Mein erster Sprechschüler war ein Sänger: Mein Wellensittich Bubi. Mit 9 Jahren lernte ich gerade selbst Französisch und fand es lustig, ihm französische Flüche beizubringen. Das hat super geklappt und Bubi war der Star der Nachbarschaft. Später im Beruf schulte ich Sänger:innen aus aller Welt in deutscher Phonetik, damit auch die Worte aus Mozarts Arien oder dem deutschen Lied über die Rampe kamen.
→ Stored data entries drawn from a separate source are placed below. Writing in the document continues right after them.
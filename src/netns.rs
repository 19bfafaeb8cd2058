//! Handles to kernel network namespaces.
//!
//! A namespace created here is anonymous: it is never bind-mounted under
//! `/var/run/netns` and is kept alive solely by the descriptor wrapped in
//! [`NetNs`]. Closing the last descriptor (and having no process inside)
//! lets the kernel reap the namespace and everything in it.

use std::fs::File;
use std::os::fd::{AsFd, AsRawFd, BorrowedFd, OwnedFd, RawFd};

use nix::sched::{CloneFlags, setns, unshare};
use nix::unistd::gettid;
use rtnetlink::Handle;
use tracing::{debug, error};

use crate::RigResult;
use crate::error::{LinkError, NamespaceError};

/// Loopback is the first interface registered in every fresh namespace.
const LO_IFINDEX: u32 = 1;

/// An open descriptor referring to a kernel network namespace.
#[derive(Debug)]
pub struct NetNs {
    fd: OwnedFd,
}

impl NetNs {
    /// Opens the network namespace the calling thread currently runs in.
    pub fn current() -> RigResult<Self> {
        Ok(Self {
            fd: open_thread_ns()?,
        })
    }

    /// Creates a fresh network namespace and returns the thread to the one
    /// it was in.
    ///
    /// The returned descriptor is the only reference keeping the new
    /// namespace alive. Its loopback interface is brought up, the same way
    /// a freshly powered-on device would have it.
    pub async fn create() -> RigResult<Self> {
        let origin = open_thread_ns()?;

        let fresh = unshare(CloneFlags::CLONE_NEWNET)
            .map_err(|source| NamespaceError::Unshare { source })
            .and_then(|()| open_thread_ns());

        // The thread goes back where it came from no matter how the
        // allocation went.
        let restored = setns(origin.as_fd(), CloneFlags::CLONE_NEWNET)
            .map_err(|source| NamespaceError::Restore { source });

        let netns = Self { fd: fresh? };
        restored?;
        debug!("created network namespace");

        crate::link::link_up(&netns, LO_IFINDEX).await?;
        Ok(netns)
    }

    /// Adopts an existing namespace descriptor, e.g. one opened from
    /// `/proc/<pid>/ns/net` of a process already inside the target
    /// namespace.
    pub fn from_fd(fd: OwnedFd) -> Self {
        Self { fd }
    }

    /// Duplicates the descriptor; both handles then keep the namespace
    /// alive independently.
    pub fn try_clone(&self) -> RigResult<Self> {
        let fd = self
            .fd
            .try_clone()
            .map_err(|source| NamespaceError::Clone { source })?;
        Ok(Self { fd })
    }

    /// Switches the calling thread into this namespace.
    ///
    /// Namespace association is per-thread: the caller must finish all
    /// namespace-sensitive work on this thread before the guard goes away,
    /// and must not run unrelated namespace-scoped operations concurrently
    /// on it.
    pub fn enter(&self) -> RigResult<NsGuard> {
        let origin = open_thread_ns()?;
        setns(self.fd.as_fd(), CloneFlags::CLONE_NEWNET)
            .map_err(|source| NamespaceError::Enter { source })?;
        Ok(NsGuard {
            origin: Some(origin),
        })
    }
}

impl AsFd for NetNs {
    fn as_fd(&self) -> BorrowedFd<'_> {
        self.fd.as_fd()
    }
}

impl AsRawFd for NetNs {
    fn as_raw_fd(&self) -> RawFd {
        self.fd.as_raw_fd()
    }
}

/// Returns the calling thread to its previous namespace, on [`NsGuard::exit`]
/// or on drop.
#[must_use = "dropping the guard immediately leaves the namespace again"]
pub struct NsGuard {
    origin: Option<OwnedFd>,
}

impl NsGuard {
    /// Restores the previous namespace, surfacing a failure to do so.
    pub fn exit(mut self) -> RigResult<()> {
        match self.origin.take() {
            Some(origin) => setns(origin.as_fd(), CloneFlags::CLONE_NEWNET)
                .map_err(|source| NamespaceError::Restore { source }.into()),
            None => Ok(()),
        }
    }
}

impl Drop for NsGuard {
    fn drop(&mut self) {
        if let Some(origin) = self.origin.take()
            && let Err(err) = setns(origin.as_fd(), CloneFlags::CLONE_NEWNET)
        {
            error!(%err, "unable to restore the original network namespace");
        }
    }
}

/// Opens an rtnetlink channel scoped to `netns`.
///
/// The netlink socket is created while the calling thread sits inside the
/// namespace and stays bound to it afterwards, so requests issued through
/// the returned handle configure that namespace regardless of which
/// namespace the thread is in by then.
pub(crate) fn handle_in(netns: &NetNs) -> RigResult<Handle> {
    let guard = netns.enter()?;
    let connection =
        rtnetlink::new_connection().map_err(|source| LinkError::ConnectionFailed { source });
    let restored = guard.exit();
    let (connection, handle, _) = connection?;
    restored?;
    tokio::spawn(connection);
    Ok(handle)
}

/// The per-task path: `setns` moves single threads, so the process-wide
/// `/proc/self/ns/net` can disagree with where this thread actually is.
fn open_thread_ns() -> Result<OwnedFd, NamespaceError> {
    let path = format!("/proc/self/task/{}/ns/net", gettid());
    let file = File::open(&path).map_err(|source| NamespaceError::Open { path, source })?;
    Ok(file.into())
}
Die Arbeit mit Musical-Darstellenden brachte mich nach Hamburg, ich führte Regie an der Südwestfälischen Freilichtbühne und landete schließlich am Institut für Musik der Hochschule in Osnabrück. Als junge Mutter hatte ich deutlich weniger Zeit für das Theater, dafür aber viel Gelegenheit, alle Phasen des Sprechenlernens in Echtzeit an meinen Kindern zu verfolgen – und sehr bald, mich im Argumentieren zu üben, denn niemand kann härter verhandeln als ein Kind, wenn es Gemüse essen, Bildschirm-Zeiten einhalten, oder einen Fahrradhelm tragen soll.

 

Ein Glück nur, dass ich mich am Institut Rhetorica in Münster und am systemischen Institut in Hamburg zur Expertin für Gesprächsführung und Konfliktmanagement fortgebildet hatte. Jede Theorie habe ich dem ultimativen Härtetest in der Familie unterzogen. Nur was diesen Test besteht, ist für mich der Rede wert.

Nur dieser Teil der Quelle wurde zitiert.